CRONOPIO
Por Santiago Obregón Obregón
Estudiar una carrera universitaria representa una oportunidad para adquirir conocimientos y prepararse para el mundo laboral. Sin embargo, en la actualidad, contar con un título profesional no garantiza por sí solo la obtención de un buen empleo. Las empresas e instituciones también buscan personas responsables, honestas, respetuosas y comprometidas. Por ello, los valores aprendidos durante la educación superior son esenciales para construir una trayectoria profesional exitosa.
La universidad no debe considerarse únicamente como un lugar donde se aprenden teorías y procedimientos. También es un espacio de formación personal. Entregar trabajos a tiempo, respetar las opiniones de los compañeros, evitar el plagio y reconocer los errores son acciones que preparan al estudiante para actuar correctamente en su futuro empleo.
Uno de los valores más importantes es la responsabilidad. En el ámbito universitario se demuestra mediante la asistencia, la puntualidad y el cumplimiento de las actividades. En el trabajo, una persona responsable genera confianza porque cumple sus obligaciones y responde adecuadamente ante los problemas. Un profesionista puede tener muchos conocimientos, pero si constantemente llega tarde o incumple sus tareas, difícilmente podrá conservar un buen puesto.
La honestidad también es fundamental. Durante la carrera se practica cuando los estudiantes presentan trabajos originales, reconocen las fuentes consultadas y evitan copiar en los exámenes. Más adelante, este valor será necesario para manejar correctamente la información, los recursos y las responsabilidades de una organización. Una conducta deshonesta puede ocasionar la pérdida del empleo y afectar permanentemente la reputación profesional.
Otro valor indispensable es el respeto. En las universidades conviven personas con diferentes ideas, costumbres y experiencias. Aprender a escuchar y aceptar esas diferencias prepara a los estudiantes para integrarse a distintos equipos de trabajo. Respetar no significa estar de acuerdo con todo, sino expresar las propias ideas sin ofender ni descalificar a los demás.
Actualmente, las organizaciones valoran mucho la capacidad para trabajar en equipo.
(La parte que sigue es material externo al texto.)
//! Unit tests for the lexer module.
//!
//! This module contains tests for tokenization including:
//! - Keywords and identifiers
//! - Numeric, character and string literals
//! - Operators and punctuation
//! - Comments and line tracking
//! - Error cases

use super::{
    lexer::{tokenize, unescape},
    tokens::TokenKind,
};

#[test]
fn test_tokenize_keywords() {
    let source = "char int float void if else for while do break continue return".to_string();
    let tokens = tokenize(source, Some("test.c".to_string())).unwrap();

    assert_eq!(tokens[0].kind, TokenKind::Char);
    assert_eq!(tokens[1].kind, TokenKind::Int);
    assert_eq!(tokens[2].kind, TokenKind::Float);
    assert_eq!(tokens[3].kind, TokenKind::Void);
    assert_eq!(tokens[4].kind, TokenKind::If);
    assert_eq!(tokens[5].kind, TokenKind::Else);
    assert_eq!(tokens[6].kind, TokenKind::For);
    assert_eq!(tokens[7].kind, TokenKind::While);
    assert_eq!(tokens[8].kind, TokenKind::Do);
    assert_eq!(tokens[9].kind, TokenKind::Break);
    assert_eq!(tokens[10].kind, TokenKind::Continue);
    assert_eq!(tokens[11].kind, TokenKind::Return);
    assert_eq!(tokens[12].kind, TokenKind::EOF);
}

#[test]
fn test_tokenize_identifiers() {
    let source = "foo bar baz_123 _underscore integer".to_string();
    let tokens = tokenize(source, Some("test.c".to_string())).unwrap();

    assert_eq!(tokens[0].kind, TokenKind::Identifier);
    assert_eq!(tokens[0].value, "foo");
    assert_eq!(tokens[2].value, "baz_123");
    assert_eq!(tokens[3].value, "_underscore");
    // keyword prefixes stay identifiers
    assert_eq!(tokens[4].kind, TokenKind::Identifier);
    assert_eq!(tokens[4].value, "integer");
    assert_eq!(tokens[5].kind, TokenKind::EOF);
}

#[test]
fn test_tokenize_numbers() {
    let source = "42 3.14 0 100.5".to_string();
    let tokens = tokenize(source, Some("test.c".to_string())).unwrap();

    assert_eq!(tokens[0].kind, TokenKind::Number);
    assert_eq!(tokens[0].value, "42");
    assert_eq!(tokens[1].kind, TokenKind::Real);
    assert_eq!(tokens[1].value, "3.14");
    assert_eq!(tokens[2].kind, TokenKind::Number);
    assert_eq!(tokens[3].kind, TokenKind::Real);
    assert_eq!(tokens[3].value, "100.5");
    assert_eq!(tokens[4].kind, TokenKind::EOF);
}

#[test]
fn test_tokenize_strings() {
    let source = r#""hello" "multiple words" """#.to_string();
    let tokens = tokenize(source, Some("test.c".to_string())).unwrap();

    assert_eq!(tokens[0].kind, TokenKind::String);
    assert_eq!(tokens[0].value, "hello");
    assert_eq!(tokens[1].value, "multiple words");
    assert_eq!(tokens[2].kind, TokenKind::String);
    assert_eq!(tokens[2].value, "");
    assert_eq!(tokens[3].kind, TokenKind::EOF);
}

#[test]
fn test_tokenize_string_escapes() {
    let source = r#""hello\nworld" "quote\"test""#.to_string();
    let tokens = tokenize(source, Some("test.c".to_string())).unwrap();

    assert_eq!(tokens[0].value, r"hello\nworld");
    assert_eq!(tokens[1].value, r#"quote\"test"#);
    assert_eq!(tokens[2].kind, TokenKind::EOF);
}

#[test]
fn test_unescape() {
    assert_eq!(unescape(r"hello\nworld"), b"hello\nworld");
    assert_eq!(unescape(r"tab\there"), b"tab\there");
    assert_eq!(unescape(r"backslash\\"), b"backslash\\");
    assert_eq!(unescape(r"hex\x41\xff"), b"hexA\xff");
    assert_eq!(unescape(r#"quote\"test"#), b"quote\"test");
    assert_eq!(unescape(r"\q"), b"\\q");
    assert_eq!(unescape("\u{20ac}"), vec![0xe2, 0x82, 0xac]);
}

#[test]
fn test_tokenize_char_literals() {
    let source = r"'a' '\n' '\'' '\0' '\x41' '€'".to_string();
    let tokens = tokenize(source, Some("test.c".to_string())).unwrap();

    assert_eq!(tokens[0].kind, TokenKind::CharLiteral);
    assert_eq!(tokens[0].value, "a");
    assert_eq!(tokens[1].value, r"\n");
    assert_eq!(tokens[2].value, r"\'");
    assert_eq!(tokens[3].value, r"\0");
    assert_eq!(tokens[4].value, r"\x41");
    assert_eq!(tokens[5].value, "\u{20ac}");
    assert_eq!(tokens[6].kind, TokenKind::EOF);
}

#[test]
fn test_tokenize_operators() {
    let source = "+ - * / % == != < > <= >= = && || & | ^ << >> ! ~".to_string();
    let tokens = tokenize(source, Some("test.c".to_string())).unwrap();

    let kinds: Vec<TokenKind> = tokens.iter().map(|t| t.kind).collect();
    assert_eq!(
        kinds,
        vec![
            TokenKind::Plus,
            TokenKind::Dash,
            TokenKind::Star,
            TokenKind::Slash,
            TokenKind::Percent,
            TokenKind::Equals,
            TokenKind::NotEquals,
            TokenKind::Less,
            TokenKind::Greater,
            TokenKind::LessEquals,
            TokenKind::GreaterEquals,
            TokenKind::Assignment,
            TokenKind::And,
            TokenKind::Or,
            TokenKind::Ampersand,
            TokenKind::Pipe,
            TokenKind::Caret,
            TokenKind::ShiftLeft,
            TokenKind::ShiftRight,
            TokenKind::Not,
            TokenKind::Tilde,
            TokenKind::EOF,
        ]
    );
}

#[test]
fn test_tokenize_compound_operators() {
    let source = "++ -- += -= *= /=".to_string();
    let tokens = tokenize(source, Some("test.c".to_string())).unwrap();

    assert_eq!(tokens[0].kind, TokenKind::PlusPlus);
    assert_eq!(tokens[1].kind, TokenKind::MinusMinus);
    assert_eq!(tokens[2].kind, TokenKind::PlusEquals);
    assert_eq!(tokens[3].kind, TokenKind::MinusEquals);
    assert_eq!(tokens[4].kind, TokenKind::StarEquals);
    assert_eq!(tokens[5].kind, TokenKind::SlashEquals);
    assert_eq!(tokens[6].kind, TokenKind::EOF);
}

#[test]
fn test_tokenize_punctuation() {
    let source = "( ) { } [ ] , ; : ?".to_string();
    let tokens = tokenize(source, Some("test.c".to_string())).unwrap();

    assert_eq!(tokens[0].kind, TokenKind::OpenParen);
    assert_eq!(tokens[1].kind, TokenKind::CloseParen);
    assert_eq!(tokens[2].kind, TokenKind::OpenCurly);
    assert_eq!(tokens[3].kind, TokenKind::CloseCurly);
    assert_eq!(tokens[4].kind, TokenKind::OpenBracket);
    assert_eq!(tokens[5].kind, TokenKind::CloseBracket);
    assert_eq!(tokens[6].kind, TokenKind::Comma);
    assert_eq!(tokens[7].kind, TokenKind::Semicolon);
    assert_eq!(tokens[8].kind, TokenKind::Colon);
    assert_eq!(tokens[9].kind, TokenKind::Question);
    assert_eq!(tokens[10].kind, TokenKind::EOF);
}

#[test]
fn test_tokenize_comments() {
    let source = "int x; // line comment\n/* block\ncomment */ int y;".to_string();
    let tokens = tokenize(source, Some("test.c".to_string())).unwrap();

    assert_eq!(tokens[0].kind, TokenKind::Int);
    assert_eq!(tokens[1].value, "x");
    assert_eq!(tokens[2].kind, TokenKind::Semicolon);
    assert_eq!(tokens[3].kind, TokenKind::Int);
    assert_eq!(tokens[4].value, "y");
    assert_eq!(tokens[5].kind, TokenKind::Semicolon);
    assert_eq!(tokens[6].kind, TokenKind::EOF);
}

#[test]
fn test_tokenize_tracks_lines() {
    let source = "int x;\n\nint y;\n/* a\nb */ float z;".to_string();
    let tokens = tokenize(source, Some("test.c".to_string())).unwrap();

    assert_eq!(tokens[0].span.start.line(), 1);
    assert_eq!(tokens[3].span.start.line(), 3);
    assert_eq!(tokens[6].kind, TokenKind::Float);
    assert_eq!(tokens[6].span.start.line(), 5);
    assert_eq!(tokens[6].span.start.file(), "test.c");
}

#[test]
fn test_tokenize_simple_program() {
    let source = "int x; int f(int a) { return a + x; }".to_string();
    let tokens = tokenize(source, Some("test.c".to_string())).unwrap();

    assert_eq!(tokens.len(), 17);
    assert_eq!(tokens[3].kind, TokenKind::Int);
    assert_eq!(tokens[4].value, "f");
    assert_eq!(tokens[5].kind, TokenKind::OpenParen);
    assert_eq!(tokens[10].kind, TokenKind::Return);
    assert_eq!(tokens[12].kind, TokenKind::Plus);
    assert_eq!(tokens[16].kind, TokenKind::EOF);
}

#[test]
fn test_tokenize_unrecognized_token() {
    let source = "int x = @;".to_string();
    let result = tokenize(source, Some("test.c".to_string()));

    let error = result.err().unwrap();
    assert_eq!(error.get_error_name(), "UnrecognisedToken");
}

#[test]
fn test_tokenize_unterminated_string() {
    let source = "\"abc".to_string();
    let result = tokenize(source, Some("test.c".to_string()));

    assert!(result.is_err());
}

#[test]
fn test_token_describe() {
    let source = "x = 'a';".to_string();
    let tokens = tokenize(source, Some("test.c".to_string())).unwrap();

    assert_eq!(tokens[0].describe(), "File test.c Line 1 Token IDENTIFIER Text 'x'");
    assert_eq!(tokens[1].describe(), "File test.c Line 1 Token ASSIGNMENT Text '='");
    assert_eq!(tokens[4].describe(), "File test.c Line 1 Token (EOF) Text 'EOF'");
}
Una persona puede contar con excelentes habilidades técnicas, pero tendrá dificultades si no sabe comunicarse o colaborar. El respeto, la empatía y la solidaridad permiten resolver conflictos, apoyar a los compañeros y alcanzar objetivos comunes.
La perseverancia también resulta necesaria para conseguir un buen empleo. Terminar una carrera no significa que las oportunidades aparecerán inmediatamente. Los egresados pueden enfrentar rechazos, competencia o la necesidad de comenzar en un puesto sencillo. Ante esas circunstancias, deben continuar preparándose, aprender de sus errores y mantenerse firmes en sus objetivos.
Además, el aprendizaje no termina al recibir un título. Los conocimientos, las tecnologías y las necesidades laborales cambian constantemente. Por esa razón, un buen profesionista necesita actualizarse y desarrollar nuevas habilidades. Las empresas prefieren personas dispuestas a aprender, adaptarse y encontrar soluciones ante nuevos desafíos.
Un buen trabajo no debe definirse solamente por el salario o el prestigio del puesto. También debe ofrecer estabilidad, respeto, oportunidades de crecimiento y la posibilidad de contribuir positivamente a la sociedad. Para obtenerlo se necesita preparación académica, pero también una sólida formación humana.
En conclusión, la educación superior cumple su propósito cuando forma profesionistas competentes e íntegros. La responsabilidad, la honestidad, el respeto, la empatía y la perseverancia fortalecen el perfil de cualquier egresado. Un título puede abrir la puerta a una entrevista, pero serán los valores y el compromiso los que permitan conseguir un buen trabajo, conservarlo y construir una trayectoria profesional digna.